Her stomach gurgles.
She closes her eyes. A scrap of the remembered past floats in front of the blackness. It is of a woman lifting a baby out of a cot and the baby is crying and it is all because Marisa has done something wrong.
She drifts back into blackness.
Hours later, or maybe days, a man comes into the room. She wakes to find him holding her wrist, and his touch is known to her even though she does not recognise him.
‘Marisa,’ the man says. ‘How are you feeling?’
She tries to speak, but no sound comes so instead she smiles weakly and concentrates on appearing polite.
‘Better?’
She nods, although she can’t remember why she is here or what she could be ‘better’ from. Has something happened? Has she been bad? Has Daddy sent her to boarding school again because he needs her out of the way? Is this the sanatorium?
‘That’s good,’ says the man on her bed. He is wearing a burgundy-coloured V-neck over a checked shirt, the collar of which is gently frayed. ‘You gave us quite a scare. But there’s nothing to worry about now. You’re safe here with us. You’re perfectly safe.’
He smiles at her, reassuring. He passes her two pills, starkly white against the pink palm of his hand and she takes them and puts them in her mouth obligingly as she wants to be good again and to be allowed home. She wants to show she is worthy of being loved. The man gives her a tumbler of water, the glass engraved with a pattern of diamonds that casts slivers of light across the white walls. She swallows the pills and the water feels cool in her mouth.
‘Thank you,’ she says.
‘You’re welcome.’ He pats her on the shoulder. ‘Now you must rest. It’s the most important thing you can do. There’s no need to worry about anything else. Just rest.’

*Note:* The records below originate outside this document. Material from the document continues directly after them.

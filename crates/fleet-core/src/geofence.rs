//! Geofence index: restricted polygons and point containment.

use chrono::Utc;
use dashmap::DashMap;

use crate::error::GeofenceError;
use crate::models::Geofence;

/// Thread-safe store of geofences keyed by id.
///
/// Registration and deactivation lock a single shard, so concurrent
/// containment checks keep running against the other fences.
#[derive(Debug, Default)]
pub struct GeofenceIndex {
    fences: DashMap<String, Geofence>,
}

impl GeofenceIndex {
    pub fn new() -> Self {
        Self::default()
    }

    /// Register a geofence, replacing any existing entry with the same id.
    pub fn add_geofence(
        &self,
        id: impl Into<String>,
        name: impl Into<String>,
        polygon: Vec<[f64; 2]>,
        color: impl Into<String>,
    ) -> Result<Geofence, GeofenceError> {
        let id = id.into();
        validate_polygon(&id, &polygon)?;

        let geofence = Geofence {
            id: id.clone(),
            name: name.into(),
            polygon,
            color: color.into(),
            active: true,
            created_at: Utc::now(),
        };

        if self.fences.insert(id, geofence.clone()).is_some() {
            tracing::info!("Replaced geofence '{}' ({})", geofence.name, geofence.id);
        } else {
            tracing::info!("Registered geofence '{}' ({})", geofence.name, geofence.id);
        }
        Ok(geofence)
    }

    pub fn get(&self, id: &str) -> Option<Geofence> {
        self.fences.get(id).map(|entry| entry.value().clone())
    }

    /// Stop enforcing a geofence. The fence is retained.
    pub fn deactivate(&self, id: &str) -> bool {
        match self.fences.get_mut(id) {
            Some(mut entry) => {
                entry.active = false;
                tracing::info!("Deactivated geofence {}", id);
                true
            }
            None => false,
        }
    }

    /// All active geofences, sorted by id.
    pub fn all_active(&self) -> Vec<Geofence> {
        let mut fences: Vec<Geofence> = self
            .fences
            .iter()
            .filter(|entry| entry.active)
            .map(|entry| entry.value().clone())
            .collect();
        fences.sort_by(|a, b| a.id.cmp(&b.id));
        fences
    }

    /// True if the point lies inside any active geofence.
    pub fn violates(&self, lat: f64, lon: f64) -> bool {
        self.fences
            .iter()
            .any(|entry| entry.active && entry.contains_point(lat, lon))
    }

    /// Ids of the active geofences containing the point, sorted.
    pub fn violations(&self, lat: f64, lon: f64) -> Vec<String> {
        let mut ids: Vec<String> = self
            .fences
            .iter()
            .filter(|entry| entry.active && entry.contains_point(lat, lon))
            .map(|entry| entry.key().clone())
            .collect();
        ids.sort();
        ids
    }

    pub fn len(&self) -> usize {
        self.fences.len()
    }

    pub fn is_empty(&self) -> bool {
        self.fences.is_empty()
    }
}

fn validate_polygon(id: &str, polygon: &[[f64; 2]]) -> Result<(), GeofenceError> {
    if polygon.len() < 3 {
        return Err(GeofenceError::TooFewVertices {
            id: id.to_string(),
            count: polygon.len(),
        });
    }
    for (index, [lat, lon]) in polygon.iter().enumerate() {
        let valid = lat.is_finite()
            && lon.is_finite()
            && (-90.0..=90.0).contains(lat)
            && (-180.0..=180.0).contains(lon);
        if !valid {
            return Err(GeofenceError::InvalidCoordinate {
                id: id.to_string(),
                index,
            });
        }
    }
    Ok(())
}
//! Deterministic mission generation.
//!
//! Every per-vehicle parameter is derived from a stable hash of the vehicle
//! identity, so the same identity produces the same cruise altitude, top
//! speed and waypoint ring on every run.

use rand::rngs::StdRng;
use rand::{Rng, SeedableRng};
use std::f64::consts::PI;

use crate::models::{VehicleClass, Waypoint};
use crate::spatial::{meters_to_lat, meters_to_lon, stable_hash};

/// Maximum angular jitter applied to each waypoint bearing (radians).
const ANGLE_JITTER_RAD: f64 = 0.3;
/// Inner bound of the waypoint ring as a fraction of the class radius.
const MIN_RADIUS_FRACTION: f64 = 0.4;
const ALTITUDE_JITTER_BELOW_M: f64 = 100.0;
const ALTITUDE_JITTER_ABOVE_M: f64 = 200.0;

/// Default cruise altitude for an identity, in meters.
///
/// Rotary-wing: 100-300 m. Fixed-wing: 1000-3000 m.
pub fn cruise_altitude_m(id: &str, class: VehicleClass) -> f64 {
    let h = stable_hash(id);
    match class {
        VehicleClass::RotaryWing => 100.0 + (h % 200) as f64,
        VehicleClass::FixedWing => 1_000.0 + (h % 2_000) as f64,
    }
}

/// Top speed for an identity, in m/s.
///
/// Rotary-wing: 20-35 m/s. Fixed-wing: 80-120 m/s.
pub fn max_speed_mps(id: &str, class: VehicleClass) -> f64 {
    let h = stable_hash(id);
    match class {
        VehicleClass::RotaryWing => 20.0 + (h % 15) as f64,
        VehicleClass::FixedWing => 80.0 + (h % 40) as f64,
    }
}

/// Generate the waypoint ring for a vehicle.
///
/// Waypoints are spread evenly around `home` with bounded jitter in bearing,
/// distance and altitude. The generator is seeded only from `id`, so two calls
/// with the same inputs return identical lists.
pub fn generate_mission(
    id: &str,
    class: VehicleClass,
    home_lat: f64,
    home_lon: f64,
    cruise_altitude_m: f64,
) -> Vec<Waypoint> {
    let mut rng = StdRng::seed_from_u64(stable_hash(id));

    let (min_count, max_count) = class.waypoint_count_range();
    let count = rng.random_range(min_count..=max_count);
    let max_radius_m = class.mission_radius_m();

    (0..count)
        .map(|i| {
            let angle = 2.0 * PI * i as f64 / count as f64
                + rng.random_range(-ANGLE_JITTER_RAD..=ANGLE_JITTER_RAD);
            let radius_m = rng.random_range(max_radius_m * MIN_RADIUS_FRACTION..=max_radius_m);

            let north_m = radius_m * angle.cos();
            let east_m = radius_m * angle.sin();
            let altitude_m = cruise_altitude_m
                + rng.random_range(-ALTITUDE_JITTER_BELOW_M..=ALTITUDE_JITTER_ABOVE_M);

            Waypoint::new(
                home_lat + meters_to_lat(north_m),
                home_lon + meters_to_lon(east_m, home_lat),
                altitude_m,
            )
        })
        .collect()
}
//! Broadcast hand-off for per-tick fleet frames.
//!
//! The tick loop hands every frame to a [`BroadcastSink`]. The shipped
//! [`ChannelSink`] serializes frames once and fans the JSON out to any number
//! of stream subscribers over a `tokio::sync::broadcast` channel.

use chrono::{DateTime, Utc};
use fleet_core::{Alert, Geofence, VehicleSnapshot};
use serde::{Deserialize, Serialize};
use std::sync::Arc;
use thiserror::Error;
use tokio::sync::broadcast;

/// Everything observers receive for one tick.
#[derive(Debug, Clone, Serialize, Deserialize)]
pub struct TickFrame {
    pub tick: u64,
    /// Wall time elapsed since the previous tick
    pub dt_secs: f64,
    pub timestamp: DateTime<Utc>,
    pub vehicles: Vec<VehicleSnapshot>,
    pub alerts: Vec<Alert>,
}

/// Initial state for a newly connected subscriber.
#[derive(Debug, Clone, Serialize, Deserialize)]
pub struct Bootstrap {
    pub vehicles: Vec<VehicleSnapshot>,
    pub geofences: Vec<Geofence>,
}

#[derive(Debug, Error)]
pub enum BroadcastError {
    #[error("no subscribers connected")]
    NoSubscribers,
    #[error("failed to serialize stream payload: {0}")]
    Serialize(#[from] serde_json::Error),
}

/// Receiver of per-tick frames.
pub trait BroadcastSink: Send + Sync + 'static {
    fn publish(&self, frame: &TickFrame) -> Result<(), BroadcastError>;
}

impl<S: BroadcastSink + ?Sized> BroadcastSink for Arc<S> {
    fn publish(&self, frame: &TickFrame) -> Result<(), BroadcastError> {
        (**self).publish(frame)
    }
}

#[derive(Debug, Clone, Copy, PartialEq, Eq, Serialize, Deserialize)]
#[serde(rename_all = "snake_case")]
pub enum StreamEvent {
    /// Per-tick vehicle snapshots
    FleetUpdate,
    /// Per-tick alerts; only sent when at least one alert fired
    Alerts,
    /// Full vehicle list for a new subscriber
    FleetState,
    /// Active geofences for a new subscriber
    GeofenceState,
}

/// A serialized message on the stream channel.
#[derive(Debug, Clone)]
pub struct StreamMessage {
    pub event: StreamEvent,
    pub payload: Arc<str>,
}

impl StreamMessage {
    fn encode<T: Serialize + ?Sized>(event: StreamEvent, data: &T) -> Result<Self, BroadcastError> {
        let payload = serde_json::to_string(data)?;
        Ok(Self {
            event,
            payload: Arc::from(payload),
        })
    }
}

impl Bootstrap {
    /// Encode as the messages a fresh subscriber should receive first.
    pub fn to_messages(&self) -> Result<Vec<StreamMessage>, BroadcastError> {
        Ok(vec![
            StreamMessage::encode(StreamEvent::FleetState, &self.vehicles)?,
            StreamMessage::encode(StreamEvent::GeofenceState, &self.geofences)?,
        ])
    }
}

/// Fan-out sink backed by a broadcast channel.
#[derive(Debug, Clone)]
pub struct ChannelSink {
    tx: broadcast::Sender<StreamMessage>,
}

impl ChannelSink {
    pub fn new(capacity: usize) -> Self {
        let (tx, _) = broadcast::channel(capacity.max(1));
        Self { tx }
    }

    pub fn subscribe(&self) -> broadcast::Receiver<StreamMessage> {
        self.tx.subscribe()
    }

    pub fn subscriber_count(&self) -> usize {
        self.tx.receiver_count()
    }

    fn send(&self, message: StreamMessage) -> Result<(), BroadcastError> {
        self.tx
            .send(message)
            .map(|_| ())
            .map_err(|_| BroadcastError::NoSubscribers)
    }
}

impl BroadcastSink for ChannelSink {
    fn publish(&self, frame: &TickFrame) -> Result<(), BroadcastError> {
        if self.tx.receiver_count() == 0 {
            return Err(BroadcastError::NoSubscribers);
        }

        self.send(StreamMessage::encode(StreamEvent::FleetUpdate, &frame.vehicles)?)?;
        if !frame.alerts.is_empty() {
            self.send(StreamMessage::encode(StreamEvent::Alerts, &frame.alerts)?)?;
        }
        Ok(())
    }
}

Her head is heavy against the pillow. She closes her eyes. She sees herself crawling along a long dark grey corridor, the carpet scratching her knees.
She wakes. It is dark outside. The silence is so thick she can almost taste it. No birdsong. She needs the loo. Marisa props herself up gingerly, sliding her legs out from the duvet. There are slippers on the floor. She puts them on her feet, bending down to do so and when she sits up again, there is a rush of blood to her head. She waits for the faintness to pass, and then she stands, as though testing the solidity of the ground beneath her. She opens the bedroom door and is confused when she doesn’t recognise the room on the other side. It seems to be a kitchen and a drawing room in one. She has never seen it before. A panicked, scrabbly feeling starts in her chest. Where is she? What is she doing here? Where are her parents? Why can’t she hear Anna crying?
She reaches one hand out to the wall to steady herself and fumbles her way along the edge of the room. Somehow she finds the toilet and sits there, allowing her bladder to empty. She notices her belly is full and wonders why. She can’t remember the last time she ate.
She flushes, then washes her hands. In the mirror, Marisa is shocked to see an adult face looking back at her. Straggly hair, pale skin and puffy cheeks. She is slightly disgusted by the image.
A woman comes in. She is tall, with pinned-back blonde-grey hair and blue eyes the colour of Arctic skies. She dusts the mantelpiece and the bookshelf and replaces the empty water bottle on the chest of drawers with a new one. She notices the blind is not pulled all the way down, so she walks over and rectifies it with swift, economic movements. She does not realise Marisa, whose eyes seem closed, is actually watching her through a sliver of sightline. The woman stands at the end of the bed, then turns to look at Marisa. The woman shakes her head, then leaves, taking great care to turn the doorknob as quietly as possible.
Who is she, Marisa wonders? Is she the school matron? Is someone coming to take her home soon?